The good news is that all the i-mode content services are free until the end of the year – well that’s not entirely true, you’re allowed to subscribe to up to 10 content providers for free until the end of the year. i-mode email is also free until the end of March 2006.
But good as it is, i-mode isn’t perfect. Take streetmap.co.uk for example, probably my favourite i-mode service. Now, to use StreetMap you need to navigate to the StreetMap site listed under the Travel section, then you have to download a Java application in order to use the service, but this is where it gets slightly confusing. Once the Java application has been downloaded, you don’t then go to the StreetMap site under the i-menu to use StreetMap, oh no, now you have to go into your Java menu and launch StreetMap from there. I don’t see why you can’t go to the StreetMap site under the Travel section and have the Java application automatically launched from there if you have it installed – surely that would be the most simple and obvious route for users?
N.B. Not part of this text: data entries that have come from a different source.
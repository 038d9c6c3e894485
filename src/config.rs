use std::env;
use std::net::SocketAddr;
use std::path::PathBuf;
use std::time::Duration;

use dotenvy::dotenv;
use thiserror::Error;

#[derive(Debug, Error)]
pub enum ConfigError {
    #[error("{0} must be set")]
    Missing(&'static str),
    #[error("{name} has an invalid value '{value}'")]
    Invalid { name: &'static str, value: String },
}

/// Where clearance requests are persisted.
#[derive(Clone, Debug, PartialEq, Eq)]
pub enum StorageBackend {
    Memory,
    /// One JSON array in a file, rewritten on every change.
    File(PathBuf),
    Postgres(String),
}

#[derive(Clone, Debug)]
pub struct Config {
    pub bind_addr: SocketAddr,
    pub jwt_secret: String,
    pub storage: StorageBackend,
    pub catalog_path: Option<PathBuf>,
    pub log_dir: PathBuf,
    pub log_level: tracing::Level,
    pub request_timeout: Duration,
}

impl Config {
    /// ✅ Load environment variables and set defaults
    pub fn from_env() -> Result<Self, ConfigError> {
        dotenv().ok();
        Self::from_lookup(|name| env::var(name).ok())
    }

    /// Builds the config from any key lookup; `from_env` passes the process environment.
    pub fn from_lookup(lookup: impl Fn(&str) -> Option<String>) -> Result<Self, ConfigError> {
        let var = |name: &'static str, default: &str| {
            lookup(name)
                .filter(|v| !v.trim().is_empty())
                .unwrap_or_else(|| default.to_string())
        };
        let invalid = |name: &'static str, value: String| ConfigError::Invalid { name, value };

        let jwt_secret = lookup("JWT_SECRET")
            .filter(|v| !v.is_empty())
            .ok_or(ConfigError::Missing("JWT_SECRET"))?;

        let bind_raw = var("BIND_ADDR", "127.0.0.1:3000");
        let bind_addr: SocketAddr = bind_raw
            .parse()
            .map_err(|_| invalid("BIND_ADDR", bind_raw.clone()))?;

        let storage = match var("STORAGE_BACKEND", "file").to_ascii_lowercase().as_str() {
            "memory" => StorageBackend::Memory,
            "file" => StorageBackend::File(PathBuf::from(var(
                "STORE_PATH",
                "data/clearance_requests.json",
            ))),
            "postgres" => StorageBackend::Postgres(
                lookup("DATABASE_URL").ok_or(ConfigError::Missing("DATABASE_URL"))?,
            ),
            other => return Err(invalid("STORAGE_BACKEND", other.to_string())),
        };

        let level_raw = var("LOG_LEVEL", "info");
        let log_level: tracing::Level = level_raw
            .parse()
            .map_err(|_| invalid("LOG_LEVEL", level_raw.clone()))?;

        let timeout_raw = var("REQUEST_TIMEOUT_SECS", "30");
        let request_timeout = timeout_raw
            .parse::<u64>()
            .ok()
            .filter(|secs| *secs > 0)
            .map(Duration::from_secs)
            .ok_or_else(|| invalid("REQUEST_TIMEOUT_SECS", timeout_raw.clone()))?;

        Ok(Self {
            bind_addr,
            jwt_secret,
            storage,
            catalog_path: lookup("CATALOG_PATH")
                .filter(|v| !v.trim().is_empty())
                .map(PathBuf::from),
            log_dir: PathBuf::from(var("LOG_DIR", "logs")),
            log_level,
            request_timeout,
        })
    }
}

#[cfg(test)]
mod tests {
    use super::*;
    use std::collections::HashMap;

    fn config(pairs: &[(&str, &str)]) -> Result<Config, ConfigError> {
        let map: HashMap<String, String> = pairs
            .iter()
            .map(|(k, v)| (k.to_string(), v.to_string()))
            .collect();
        Config::from_lookup(|name| map.get(name).cloned())
    }

    #[test]
    fn defaults_apply() {
        let config = config(&[("JWT_SECRET", "s3cret")]).unwrap();
        assert_eq!(config.bind_addr, "127.0.0.1:3000".parse::<SocketAddr>().unwrap());
        assert_eq!(
            config.storage,
            StorageBackend::File(PathBuf::from("data/clearance_requests.json"))
        );
        assert_eq!(config.log_level, tracing::Level::INFO);
        assert_eq!(config.request_timeout, Duration::from_secs(30));
        assert!(config.catalog_path.is_none());
    }

    #[test]
    fn secret_is_required() {
        assert!(matches!(config(&[]), Err(ConfigError::Missing("JWT_SECRET"))));
    }

    #[test]
    fn postgres_needs_database_url() {
        let err = config(&[("JWT_SECRET", "x"), ("STORAGE_BACKEND", "postgres")]).unwrap_err();
        assert!(matches!(err, ConfigError::Missing("DATABASE_URL")));

        let ok = config(&[
            ("JWT_SECRET", "x"),
            ("STORAGE_BACKEND", "Postgres"),
            ("DATABASE_URL", "postgres://localhost/clearance"),
        ])
        .unwrap();
        assert_eq!(
            ok.storage,
            StorageBackend::Postgres("postgres://localhost/clearance".into())
        );
    }

    #[test]
    fn bad_values_are_reported() {
        for (name, value) in [
            ("STORAGE_BACKEND", "redis"),
            ("BIND_ADDR", "localhost"),
            ("LOG_LEVEL", "loud"),
            ("REQUEST_TIMEOUT_SECS", "0"),
        ] {
            let err = config(&[("JWT_SECRET", "x"), (name, value)]).unwrap_err();
            assert!(matches!(err, ConfigError::Invalid { .. }), "{name}");
        }
    }
}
Now that I’ve got i-mode out of the way, what is the N411i actually like?
As handsets go this one is pretty slim and light. I’m not the biggest fan of clamshell phones, but I did warm to the N411i ever so slightly. With dimensions of 93 x 46 x 24mm (LxWxD) and a weight of 95g, this phone can slip pretty unobtrusively into your pocket. The Tri-Band support will mean that you can use it pretty much anywhere in the world, although some handsets are now appearing with Quad-Band support, in case you fancy a jaunt to South America.
The 1.9in TFT screen has a resolution of 176 x 220 pixels. Although this looks very good when viewed in isolation, when I compared it directly to the screen on my Samsung D600 (a full review of which is coming soon), it looks far less impressive. To be fair though, the D600’s resolution of 320 x 240 is stunning and would make pretty much any other phone look bad.